--- Exercise material Enclosed Below ---

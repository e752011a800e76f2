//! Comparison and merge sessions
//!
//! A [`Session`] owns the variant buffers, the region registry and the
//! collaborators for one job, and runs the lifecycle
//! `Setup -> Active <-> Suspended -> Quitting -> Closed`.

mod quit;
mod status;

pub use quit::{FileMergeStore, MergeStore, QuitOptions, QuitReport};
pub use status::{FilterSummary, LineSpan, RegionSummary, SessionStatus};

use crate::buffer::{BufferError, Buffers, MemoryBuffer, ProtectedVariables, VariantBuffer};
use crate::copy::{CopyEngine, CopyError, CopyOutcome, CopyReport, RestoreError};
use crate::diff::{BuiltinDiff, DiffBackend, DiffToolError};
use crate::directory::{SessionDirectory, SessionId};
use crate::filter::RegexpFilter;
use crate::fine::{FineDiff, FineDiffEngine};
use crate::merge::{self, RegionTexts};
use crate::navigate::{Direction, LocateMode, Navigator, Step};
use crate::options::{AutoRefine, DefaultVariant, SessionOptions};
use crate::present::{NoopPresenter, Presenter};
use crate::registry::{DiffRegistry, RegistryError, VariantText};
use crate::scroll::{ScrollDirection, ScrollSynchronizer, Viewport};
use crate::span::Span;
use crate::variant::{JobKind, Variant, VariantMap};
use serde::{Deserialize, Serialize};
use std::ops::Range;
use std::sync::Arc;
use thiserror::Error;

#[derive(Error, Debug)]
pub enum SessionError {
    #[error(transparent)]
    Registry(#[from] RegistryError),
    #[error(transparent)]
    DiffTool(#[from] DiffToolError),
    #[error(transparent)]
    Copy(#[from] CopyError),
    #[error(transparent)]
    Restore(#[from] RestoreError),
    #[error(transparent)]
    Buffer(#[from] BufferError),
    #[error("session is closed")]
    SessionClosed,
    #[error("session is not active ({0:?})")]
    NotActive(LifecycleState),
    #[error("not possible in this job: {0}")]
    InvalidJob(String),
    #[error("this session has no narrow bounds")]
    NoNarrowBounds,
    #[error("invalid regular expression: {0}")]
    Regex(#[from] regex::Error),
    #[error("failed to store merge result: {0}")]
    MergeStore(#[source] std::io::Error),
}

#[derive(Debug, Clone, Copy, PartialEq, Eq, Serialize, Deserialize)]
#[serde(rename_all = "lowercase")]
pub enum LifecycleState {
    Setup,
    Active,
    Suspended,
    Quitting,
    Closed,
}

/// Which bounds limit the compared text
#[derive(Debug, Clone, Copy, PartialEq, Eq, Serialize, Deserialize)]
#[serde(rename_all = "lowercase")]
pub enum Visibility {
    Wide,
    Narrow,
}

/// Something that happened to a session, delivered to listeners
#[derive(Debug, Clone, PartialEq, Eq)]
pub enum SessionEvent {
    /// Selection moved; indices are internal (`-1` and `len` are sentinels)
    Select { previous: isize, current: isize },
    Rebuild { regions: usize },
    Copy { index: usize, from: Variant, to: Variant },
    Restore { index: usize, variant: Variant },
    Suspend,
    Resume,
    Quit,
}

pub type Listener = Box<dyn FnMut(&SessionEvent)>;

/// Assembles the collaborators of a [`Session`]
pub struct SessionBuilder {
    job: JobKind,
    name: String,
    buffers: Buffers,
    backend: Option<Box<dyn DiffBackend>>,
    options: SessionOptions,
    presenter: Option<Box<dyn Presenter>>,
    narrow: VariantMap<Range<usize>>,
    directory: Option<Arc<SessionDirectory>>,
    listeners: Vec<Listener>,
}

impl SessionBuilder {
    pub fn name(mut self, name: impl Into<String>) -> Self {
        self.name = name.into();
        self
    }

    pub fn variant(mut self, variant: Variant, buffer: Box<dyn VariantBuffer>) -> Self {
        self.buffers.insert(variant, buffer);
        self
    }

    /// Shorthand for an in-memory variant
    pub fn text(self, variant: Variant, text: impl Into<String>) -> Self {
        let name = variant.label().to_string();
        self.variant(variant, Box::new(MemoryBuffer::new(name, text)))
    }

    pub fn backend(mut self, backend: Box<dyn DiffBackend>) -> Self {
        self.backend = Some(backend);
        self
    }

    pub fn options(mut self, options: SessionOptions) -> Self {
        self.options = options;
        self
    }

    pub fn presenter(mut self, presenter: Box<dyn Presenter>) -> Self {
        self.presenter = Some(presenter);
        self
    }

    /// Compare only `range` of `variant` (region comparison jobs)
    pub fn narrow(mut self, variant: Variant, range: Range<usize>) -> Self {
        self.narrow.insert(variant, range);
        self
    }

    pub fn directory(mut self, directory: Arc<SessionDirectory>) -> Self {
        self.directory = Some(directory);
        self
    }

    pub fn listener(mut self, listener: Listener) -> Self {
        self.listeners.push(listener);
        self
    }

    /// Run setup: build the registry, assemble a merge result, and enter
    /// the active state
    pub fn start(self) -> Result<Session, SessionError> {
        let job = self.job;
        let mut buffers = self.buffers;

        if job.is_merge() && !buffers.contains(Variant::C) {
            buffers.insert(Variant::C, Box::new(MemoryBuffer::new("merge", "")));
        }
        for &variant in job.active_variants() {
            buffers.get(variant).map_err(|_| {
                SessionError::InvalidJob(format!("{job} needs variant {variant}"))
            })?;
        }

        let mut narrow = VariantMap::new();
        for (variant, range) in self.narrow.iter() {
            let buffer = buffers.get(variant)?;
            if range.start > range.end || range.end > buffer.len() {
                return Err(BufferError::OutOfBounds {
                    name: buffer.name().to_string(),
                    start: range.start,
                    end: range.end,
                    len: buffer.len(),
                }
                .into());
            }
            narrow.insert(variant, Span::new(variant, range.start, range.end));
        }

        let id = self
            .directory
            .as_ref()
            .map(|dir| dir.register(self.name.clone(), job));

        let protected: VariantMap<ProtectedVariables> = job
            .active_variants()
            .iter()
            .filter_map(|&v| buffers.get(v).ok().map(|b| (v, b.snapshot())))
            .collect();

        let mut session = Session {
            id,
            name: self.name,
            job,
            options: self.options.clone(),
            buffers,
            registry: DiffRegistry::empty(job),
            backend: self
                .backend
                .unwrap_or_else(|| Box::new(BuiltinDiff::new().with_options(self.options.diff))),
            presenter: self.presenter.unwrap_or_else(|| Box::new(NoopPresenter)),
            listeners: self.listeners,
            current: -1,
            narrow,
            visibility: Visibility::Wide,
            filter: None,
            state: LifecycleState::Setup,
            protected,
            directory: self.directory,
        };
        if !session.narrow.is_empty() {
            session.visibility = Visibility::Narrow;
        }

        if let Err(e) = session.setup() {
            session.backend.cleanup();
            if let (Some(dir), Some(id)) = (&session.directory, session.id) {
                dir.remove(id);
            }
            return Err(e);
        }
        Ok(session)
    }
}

--- End of Enclosed Exercise material ---
--- Exercise material Enclosed Below ---

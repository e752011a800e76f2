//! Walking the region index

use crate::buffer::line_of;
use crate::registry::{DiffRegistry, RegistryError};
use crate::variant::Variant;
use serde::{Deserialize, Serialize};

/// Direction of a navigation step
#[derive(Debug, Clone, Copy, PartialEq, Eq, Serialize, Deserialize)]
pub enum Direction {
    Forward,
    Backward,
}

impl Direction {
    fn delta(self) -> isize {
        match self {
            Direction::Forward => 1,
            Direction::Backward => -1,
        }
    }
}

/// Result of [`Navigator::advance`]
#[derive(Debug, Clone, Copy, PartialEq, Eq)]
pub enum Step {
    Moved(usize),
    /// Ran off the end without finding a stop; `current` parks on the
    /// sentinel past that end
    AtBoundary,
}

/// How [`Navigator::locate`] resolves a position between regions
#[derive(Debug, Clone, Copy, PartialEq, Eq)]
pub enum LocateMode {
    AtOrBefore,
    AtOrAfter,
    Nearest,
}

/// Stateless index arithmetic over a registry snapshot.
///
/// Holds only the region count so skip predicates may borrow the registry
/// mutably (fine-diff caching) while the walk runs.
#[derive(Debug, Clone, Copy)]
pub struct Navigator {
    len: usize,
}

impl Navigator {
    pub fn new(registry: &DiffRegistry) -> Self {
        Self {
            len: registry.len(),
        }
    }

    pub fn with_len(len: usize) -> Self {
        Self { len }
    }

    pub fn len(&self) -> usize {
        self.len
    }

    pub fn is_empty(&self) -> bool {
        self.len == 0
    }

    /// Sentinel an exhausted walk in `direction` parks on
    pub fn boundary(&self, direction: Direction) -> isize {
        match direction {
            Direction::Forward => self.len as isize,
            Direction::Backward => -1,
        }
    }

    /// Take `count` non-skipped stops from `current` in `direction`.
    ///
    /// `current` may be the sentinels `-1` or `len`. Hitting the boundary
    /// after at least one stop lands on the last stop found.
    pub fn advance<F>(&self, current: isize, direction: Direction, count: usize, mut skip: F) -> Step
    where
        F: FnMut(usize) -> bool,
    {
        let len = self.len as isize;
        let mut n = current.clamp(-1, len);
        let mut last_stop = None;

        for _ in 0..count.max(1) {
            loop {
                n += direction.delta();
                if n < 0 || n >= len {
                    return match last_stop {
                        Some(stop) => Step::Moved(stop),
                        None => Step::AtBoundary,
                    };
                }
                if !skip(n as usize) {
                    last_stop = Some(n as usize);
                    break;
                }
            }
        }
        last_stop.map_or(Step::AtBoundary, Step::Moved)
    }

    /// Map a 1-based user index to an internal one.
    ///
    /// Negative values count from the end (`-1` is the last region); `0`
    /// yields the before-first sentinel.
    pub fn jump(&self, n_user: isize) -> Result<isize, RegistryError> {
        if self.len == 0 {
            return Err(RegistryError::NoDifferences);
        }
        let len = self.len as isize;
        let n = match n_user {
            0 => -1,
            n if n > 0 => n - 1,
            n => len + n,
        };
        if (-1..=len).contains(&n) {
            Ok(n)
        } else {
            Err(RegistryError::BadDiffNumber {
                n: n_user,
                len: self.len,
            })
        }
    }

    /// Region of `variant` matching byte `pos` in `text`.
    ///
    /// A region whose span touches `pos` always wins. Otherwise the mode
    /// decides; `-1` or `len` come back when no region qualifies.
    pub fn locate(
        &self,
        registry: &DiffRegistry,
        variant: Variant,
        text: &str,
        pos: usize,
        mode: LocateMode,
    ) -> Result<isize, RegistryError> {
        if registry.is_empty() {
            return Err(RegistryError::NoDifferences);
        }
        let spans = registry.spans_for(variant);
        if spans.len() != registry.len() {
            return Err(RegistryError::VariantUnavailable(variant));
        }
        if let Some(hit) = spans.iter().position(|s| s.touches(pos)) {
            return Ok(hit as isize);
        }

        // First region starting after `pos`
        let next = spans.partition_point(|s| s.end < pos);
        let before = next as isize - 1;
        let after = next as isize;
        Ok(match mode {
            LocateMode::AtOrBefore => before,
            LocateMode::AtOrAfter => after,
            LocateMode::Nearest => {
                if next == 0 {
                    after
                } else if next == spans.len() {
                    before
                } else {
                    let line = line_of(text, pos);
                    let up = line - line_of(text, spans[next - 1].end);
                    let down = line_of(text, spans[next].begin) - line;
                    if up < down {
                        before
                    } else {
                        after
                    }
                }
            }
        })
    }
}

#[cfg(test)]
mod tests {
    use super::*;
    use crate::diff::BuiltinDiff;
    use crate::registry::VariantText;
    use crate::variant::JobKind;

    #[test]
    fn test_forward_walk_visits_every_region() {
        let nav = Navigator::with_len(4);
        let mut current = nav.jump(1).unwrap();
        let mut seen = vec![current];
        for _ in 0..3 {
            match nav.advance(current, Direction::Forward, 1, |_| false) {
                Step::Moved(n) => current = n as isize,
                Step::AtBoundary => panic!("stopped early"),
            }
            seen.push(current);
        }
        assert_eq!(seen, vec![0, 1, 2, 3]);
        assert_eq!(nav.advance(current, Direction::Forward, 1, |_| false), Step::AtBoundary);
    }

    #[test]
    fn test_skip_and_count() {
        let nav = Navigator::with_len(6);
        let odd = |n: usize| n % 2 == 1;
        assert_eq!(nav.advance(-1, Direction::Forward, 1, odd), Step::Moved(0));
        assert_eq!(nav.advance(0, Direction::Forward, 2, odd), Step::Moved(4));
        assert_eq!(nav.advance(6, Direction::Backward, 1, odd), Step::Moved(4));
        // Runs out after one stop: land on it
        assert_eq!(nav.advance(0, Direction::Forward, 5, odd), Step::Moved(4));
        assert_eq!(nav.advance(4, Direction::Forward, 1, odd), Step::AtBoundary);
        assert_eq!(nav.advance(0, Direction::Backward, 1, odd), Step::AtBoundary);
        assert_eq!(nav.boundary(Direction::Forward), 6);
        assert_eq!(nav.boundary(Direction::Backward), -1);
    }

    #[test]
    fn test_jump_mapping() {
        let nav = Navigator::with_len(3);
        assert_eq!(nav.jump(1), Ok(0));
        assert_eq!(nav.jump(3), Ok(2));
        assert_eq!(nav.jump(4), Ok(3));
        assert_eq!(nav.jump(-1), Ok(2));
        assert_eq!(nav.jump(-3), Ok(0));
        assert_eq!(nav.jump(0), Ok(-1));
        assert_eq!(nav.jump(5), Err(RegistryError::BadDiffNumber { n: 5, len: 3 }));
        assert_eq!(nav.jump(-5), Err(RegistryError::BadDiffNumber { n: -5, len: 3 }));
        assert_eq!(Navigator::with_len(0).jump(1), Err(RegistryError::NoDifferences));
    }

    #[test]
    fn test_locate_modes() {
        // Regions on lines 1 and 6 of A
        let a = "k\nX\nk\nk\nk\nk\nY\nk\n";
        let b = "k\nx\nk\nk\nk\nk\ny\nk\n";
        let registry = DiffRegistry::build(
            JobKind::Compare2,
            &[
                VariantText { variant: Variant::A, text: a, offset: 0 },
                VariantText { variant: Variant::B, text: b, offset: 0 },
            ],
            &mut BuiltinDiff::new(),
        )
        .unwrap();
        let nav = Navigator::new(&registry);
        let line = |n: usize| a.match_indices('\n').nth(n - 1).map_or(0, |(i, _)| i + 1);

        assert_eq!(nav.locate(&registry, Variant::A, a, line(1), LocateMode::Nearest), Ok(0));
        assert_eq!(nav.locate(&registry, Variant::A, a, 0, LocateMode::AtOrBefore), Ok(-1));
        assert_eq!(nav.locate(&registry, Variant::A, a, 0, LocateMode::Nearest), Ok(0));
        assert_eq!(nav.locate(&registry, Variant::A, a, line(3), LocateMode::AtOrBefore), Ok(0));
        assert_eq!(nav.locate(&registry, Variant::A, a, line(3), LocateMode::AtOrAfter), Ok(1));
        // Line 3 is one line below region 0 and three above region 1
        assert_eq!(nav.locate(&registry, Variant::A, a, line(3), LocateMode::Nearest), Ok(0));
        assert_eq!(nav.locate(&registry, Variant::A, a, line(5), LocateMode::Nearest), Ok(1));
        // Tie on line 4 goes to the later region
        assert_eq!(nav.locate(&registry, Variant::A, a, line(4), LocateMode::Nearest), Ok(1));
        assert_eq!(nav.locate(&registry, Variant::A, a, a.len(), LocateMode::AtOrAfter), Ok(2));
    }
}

--- End of Enclosed Exercise material ---

▶ _Activity_:
Show every line of the listing in which the string "BufferError" can be found.

▶ _Reply_:
use crate::buffer::{BufferError, Buffers, MemoryBuffer, ProtectedVariables, VariantBuffer};
    Buffer(#[from] BufferError),
                return Err(BufferError::OutOfBounds {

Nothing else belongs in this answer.